Essa é obviamente uma memória epigenética, mas nada se sabia sobre seu funcionamento até recentemente. Na edição de setembro de 2016 da revista Cell Reports, o grupo de trabalho coordenado por Karissa Sanbonmatsu, do Laboratório Nacional de Los Alamos, publicou os resultados obtidos trabalhando em uma sequência específica de rna, chamada coolair, que controla o tempo de florescimento das plantas na primavera, detectando quanto tempo se passou desde a exposição ao frio. Quando essa sequência é desativada ou removida, as plantas são incapazes de florescer. Sem entrar na complicada dinâmica do funcionamento do coolair (que seria essencialmente o repressor de um repressor de floração), o que nos interessa é que esses mecanismos podem ser muito mais comuns do que pensávamos e representam a base do funcionamento da memória vegetal. Além disso, nas plantas, as modificações epigenéticas parecem desempenhar um papel mais relevante do que nos animais. Assim, é provável que alterações na expressão dos genes após estresse sejam lembradas pelas células por meio de modificações epigenéticas.
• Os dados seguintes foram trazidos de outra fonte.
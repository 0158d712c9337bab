use crate::track_id::TrackId;
use std::fs;
use std::path::{Path, PathBuf};

/// Emplacement temporaire pour un téléchargement, dans `<root>/.staging/`.
///
/// L'outil externe écrit `<stem>.<ext>` ; le `put` du store déplace ensuite
/// ce fichier par un simple `rename` (même système de fichiers). À la
/// destruction du slot, tout fichier `<stem>.*` encore présent est supprimé,
/// ce qui nettoie les sorties partielles d'un téléchargement annulé ou échoué.
#[derive(Debug)]
pub struct StagingSlot {
    dir: PathBuf,
    name: String,
}

impl StagingSlot {
    pub(crate) fn new(dir: &Path, id: &TrackId) -> Self {
        let digest = id.digest();
        let name = format!("{}-{}", &digest[..16], uuid::Uuid::new_v4().simple());
        Self {
            dir: dir.to_path_buf(),
            name,
        }
    }

    /// Chemin sans extension à donner à l'outil de téléchargement
    pub fn stem(&self) -> PathBuf {
        self.dir.join(&self.name)
    }

    /// Fichiers `<stem>.*` actuellement présents
    pub fn files(&self) -> Vec<PathBuf> {
        let prefix = format!("{}.", self.name);
        match fs::read_dir(&self.dir) {
            Ok(entries) => entries
                .filter_map(|e| e.ok())
                .filter(|e| e.file_name().to_string_lossy().starts_with(&prefix))
                .map(|e| e.path())
                .collect(),
            Err(_) => Vec::new(),
        }
    }

    /// Supprime les fichiers `<stem>.*` restants ; retourne leur nombre
    pub fn cleanup(&self) -> usize {
        let mut removed = 0;
        for path in self.files() {
            match fs::remove_file(&path) {
                Ok(()) => removed += 1,
                Err(e) => tracing::warn!(file = %path.display(), "Unable to remove staging file: {}", e),
            }
        }
        removed
    }
}

// Nettoyage synchrone, même sur un thread du runtime : le slot ne contient
// que les quelques fichiers d'un téléchargement, et le staging doit être
// vide dès que la tâche qui le possédait se termine.
impl Drop for StagingSlot {
    fn drop(&mut self) {
        let removed = self.cleanup();
        if removed > 0 {
            tracing::debug!(slot = %self.name, removed, "Removed leftover staging files");
        }
    }
}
Recentemente, uma pesquisa do grupo liderado por Susan Lindquist [1949–2016], do departamento de biologia do mit (Massachusetts Institute of Technology), em Cambridge, nos Estados Unidos, apresentou uma hipótese: as plantas, pelo menos em casos como o da memória de floração, podem usar proteínas priônicas. Príones são proteínas nas quais a cadeia de aminoácidos é enrolada de maneira incorreta ( misfolding , em inglês) e que propagam essa malformação em uma espécie de efeito dominó para todas as proteínas vizinhas. Nos animais, os príones não carregam nada de bom; apenas, como exemplo, a doença de Creutzfeldt-Jakob, mais conhecida como doença da vaca louca, deve-se justamente a eles. Nas plantas, no entanto, eles podem fornecer uma maneira original de memória bioquímica.
Ao contrário do que se poderia pensar, a importância desses estudos vai além do interesse botânico puro, embora elevado: entender o funcionamento da memória em seres sem mente, além de resolver o mistério de como as plantas lembram, também serve para entender melhor a memória humana; quais mecanismos levam a suas alterações ou patologias e como formas particulares da memória podem ser localizadas mesmo fora do sistema nervoso. Além disso, qualquer descoberta sobre o funcionamento biológico da memória é valiosa para as aplicações tecnológicas. Em outras palavras, qualquer avanço na pesquisa sobre essas questões é de interesse geral e tem um potencial que atualmente não podemos imaginar.